**** THE DATA

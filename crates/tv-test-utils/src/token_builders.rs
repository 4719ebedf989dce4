//! Builder patterns for test data construction
//!
//! Provides fluent APIs for signed test tokens and for corrupting them.

use crate::crypto_fixtures::test_private_key_pem;
use base64::{engine::general_purpose::URL_SAFE_NO_PAD, Engine};
use chrono::{Duration, Utc};
use jsonwebtoken::{encode, Algorithm, EncodingKey, Header};
use serde::Serialize;
use serde_json::{json, Map, Value};

/// Builder for signed test tokens
///
/// Defaults: key id `test-key`, data `{}`, RS256, fixture key 1, no `exp`.
///
/// # Example
/// ```rust,ignore
/// let token = TestTokenBuilder::new()
///     .with_key_id("key-42")
///     .with_data(&NameHolder { name: "a".into() })
///     .expires_in(3600)
///     .build();
/// ```
pub struct TestTokenBuilder {
    key_id: Option<String>,
    data: Option<Value>,
    alg: Algorithm,
    seed: u8,
    exp: Option<i64>,
    extra: Map<String, Value>,
}

impl TestTokenBuilder {
    /// Create a new token builder with defaults
    pub fn new() -> Self {
        Self {
            key_id: Some("test-key".to_string()),
            data: Some(Value::String("{}".to_string())),
            alg: Algorithm::RS256,
            seed: 1,
            exp: None,
            extra: Map::new(),
        }
    }

    /// Set the `sub` claim (the signing key id)
    pub fn with_key_id(mut self, key_id: &str) -> Self {
        self.key_id = Some(key_id.to_string());
        self
    }

    /// Omit the `sub` claim entirely
    pub fn without_key_id(mut self) -> Self {
        self.key_id = None;
        self
    }

    /// Set the `data` claim to the JSON encoding of `data`
    pub fn with_data<T: Serialize>(mut self, data: &T) -> Self {
        let encoded = serde_json::to_string(data).expect("Failed to serialize test data");
        self.data = Some(Value::String(encoded));
        self
    }

    /// Set the `data` claim to a raw JSON value (need not be a string)
    pub fn with_raw_data(mut self, data: Value) -> Self {
        self.data = Some(data);
        self
    }

    /// Omit the `data` claim entirely
    pub fn without_data(mut self) -> Self {
        self.data = None;
        self
    }

    /// Set the signing algorithm (RSA family only)
    pub fn with_algorithm(mut self, alg: Algorithm) -> Self {
        self.alg = alg;
        self
    }

    /// Sign with fixture key `seed`
    pub fn signed_with(mut self, seed: u8) -> Self {
        self.seed = seed;
        self
    }

    /// Set expiration in seconds from now (negative for already expired)
    pub fn expires_in(mut self, seconds: i64) -> Self {
        self.exp = Some((Utc::now() + Duration::seconds(seconds)).timestamp());
        self
    }

    /// Add an arbitrary extra claim
    pub fn with_claim(mut self, name: &str, value: Value) -> Self {
        self.extra.insert(name.to_string(), value);
        self
    }

    /// Build the claims as a JSON value
    pub fn claims(&self) -> Value {
        let mut claims = self.extra.clone();
        if let Some(key_id) = &self.key_id {
            claims.insert("sub".to_string(), json!(key_id));
        }
        if let Some(data) = &self.data {
            claims.insert("data".to_string(), data.clone());
        }
        if let Some(exp) = self.exp {
            claims.insert("exp".to_string(), json!(exp));
        }
        Value::Object(claims)
    }

    /// Sign and encode the token
    pub fn build(self) -> String {
        let key = EncodingKey::from_rsa_pem(test_private_key_pem(self.seed).as_bytes())
            .expect("Fixture private key must load");
        encode(&Header::new(self.alg), &self.claims(), &key).expect("Failed to sign test token")
    }
}

impl Default for TestTokenBuilder {
    fn default() -> Self {
        Self::new()
    }
}

/// Split a compact token into its three segments.
fn segments(token: &str) -> [&str; 3] {
    let parts: Vec<&str> = token.split('.').collect();
    assert_eq!(parts.len(), 3, "Token must have 3 segments");
    [parts[0], parts[1], parts[2]]
}

/// Replace the payload with `claims` while keeping the original signature.
pub fn with_forged_claims(token: &str, claims: &Value) -> String {
    let [header, _, signature] = segments(token);
    let payload = URL_SAFE_NO_PAD.encode(serde_json::to_vec(claims).expect("claims serialize"));
    format!("{header}.{payload}.{signature}")
}

/// Flip one bit of the decoded signature at `index` (modulo its length).
pub fn tamper_signature(token: &str, index: usize) -> String {
    let [header, payload, signature] = segments(token);
    let mut bytes = URL_SAFE_NO_PAD
        .decode(signature)
        .expect("Signature must be base64url");
    let i = index % bytes.len();
    bytes[i] ^= 0x01;
    format!("{header}.{payload}.{}", URL_SAFE_NO_PAD.encode(bytes))
}

/// Flip one bit of the decoded payload at `index` (modulo its length).
///
/// The result is not necessarily valid JSON; either way the signature no
/// longer matches.
pub fn tamper_payload(token: &str, index: usize) -> String {
    let [header, payload, signature] = segments(token);
    let mut bytes = URL_SAFE_NO_PAD
        .decode(payload)
        .expect("Payload must be base64url");
    let i = index % bytes.len();
    bytes[i] ^= 0x01;
    format!("{header}.{}.{signature}", URL_SAFE_NO_PAD.encode(bytes))
}

/// Decoded length of the signature segment.
pub fn signature_len(token: &str) -> usize {
    let [_, _, signature] = segments(token);
    URL_SAFE_NO_PAD.decode(signature).map(|b| b.len()).unwrap_or(0)
}

/// Decoded length of the payload segment.
pub fn payload_len(token: &str) -> usize {
    let [_, payload, _] = segments(token);
    URL_SAFE_NO_PAD.decode(payload).map(|b| b.len()).unwrap_or(0)
}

********

** PROBLEM **
Return each line among the entries that holds the word "expect".

** TASK RESULT **
        let encoded = serde_json::to_string(data).expect("Failed to serialize test data");
            .expect("Fixture private key must load");
        encode(&Header::new(self.alg), &self.claims(), &key).expect("Failed to sign test token")
    let payload = URL_SAFE_NO_PAD.encode(serde_json::to_vec(claims).expect("claims serialize"));
        .expect("Signature must be base64url");
        .expect("Payload must be base64url");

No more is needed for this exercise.